| name | find-skills |
| description | Helps users discover and install agent skills when they ask questions like "how do I do X", "find a skill for X", "is there a skill that can...", or express interest in extending capabilities. This skill should be used when the user is looking for functionality that might exist as an installable skill. |
Find Skills
This skill helps you discover and install skills from the open agent skills ecosystem.
When to Use This Skill
Use this skill when the user:
- Asks "how do I do X" where X might be a common task with an existing skill
- Says "find a skill for X" or "is there a skill for X"
- Asks "can you do X" where X is a specialized capability
- Expresses interest in extending agent capabilities
- Wants to search for tools, templates, or workflows
- Mentions they wish they had help with a specific domain (design, testing, deployment, etc.)
What is the Skills CLI?
The Skills CLI (npx skills) is the package manager for the open agent skills ecosystem.
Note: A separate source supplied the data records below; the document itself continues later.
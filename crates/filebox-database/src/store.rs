//! Document store trait over the `files` collection.

use async_trait::async_trait;

use filebox_core::result::AppResult;
use filebox_core::types::{FileId, PageQuery, UserId};
use filebox_entity::file::{FileRecord, NewFileRecord};

/// Persistence operations over file records.
///
/// This is the full capability set the services need: insert,
/// find-by-id, owner-constrained find, paginated child listing, and a
/// visibility update. Services hold it as `Arc<dyn FileStore>` so tests
/// can inject [`crate::MemoryFileStore`].
#[async_trait]
pub trait FileStore: Send + Sync + 'static {
    /// Insert a new record and return it with its assigned id.
    async fn insert(&self, record: NewFileRecord) -> AppResult<FileRecord>;

    /// Find a record by id alone, with no ownership constraint.
    async fn find_by_id(&self, id: FileId) -> AppResult<Option<FileRecord>>;

    /// Find a record constrained to `(id, owner)`. A miss here does not
    /// reveal whether the record exists under another owner.
    async fn find_owned(&self, id: FileId, owner: UserId) -> AppResult<Option<FileRecord>>;

    /// List the records owned by `owner` under `parent` (`None` = root),
    /// in natural iteration order, paginated.
    async fn list_children(
        &self,
        owner: UserId,
        parent: Option<FileId>,
        page: &PageQuery,
    ) -> AppResult<Vec<FileRecord>>;

    /// Set the `is_public` flag on a record by id. Does not return the
    /// record; callers re-read it afterwards.
    async fn set_public(&self, id: FileId, value: bool) -> AppResult<()>;

    /// Check whether the store is reachable.
    async fn health_check(&self) -> AppResult<bool>;
}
Skills are modular packages that extend agent capabilities with specialized knowledge, workflows, and tools.
Key commands:
npx --yes skills find [query] - Search for skills by keyword (non-interactive)
npx --yes skills check - Check for skill updates
npx --yes skills update - Update all installed skills
Non-interactive use: When running via script or agent (no TTY), always prefix with npx --yes so npm auto-confirms installing the skills package on first run. Without it, npx prompts Ok to proceed? (y) and hangs.
Browse skills at: https://skills.sh/
How to Help Users Find Skills
Step 1: Understand What They Need
When a user asks for help with something, identify:
- The domain (e.g., React, testing, design, deployment)
- The specific task (e.g., writing tests, creating animations, reviewing PRs)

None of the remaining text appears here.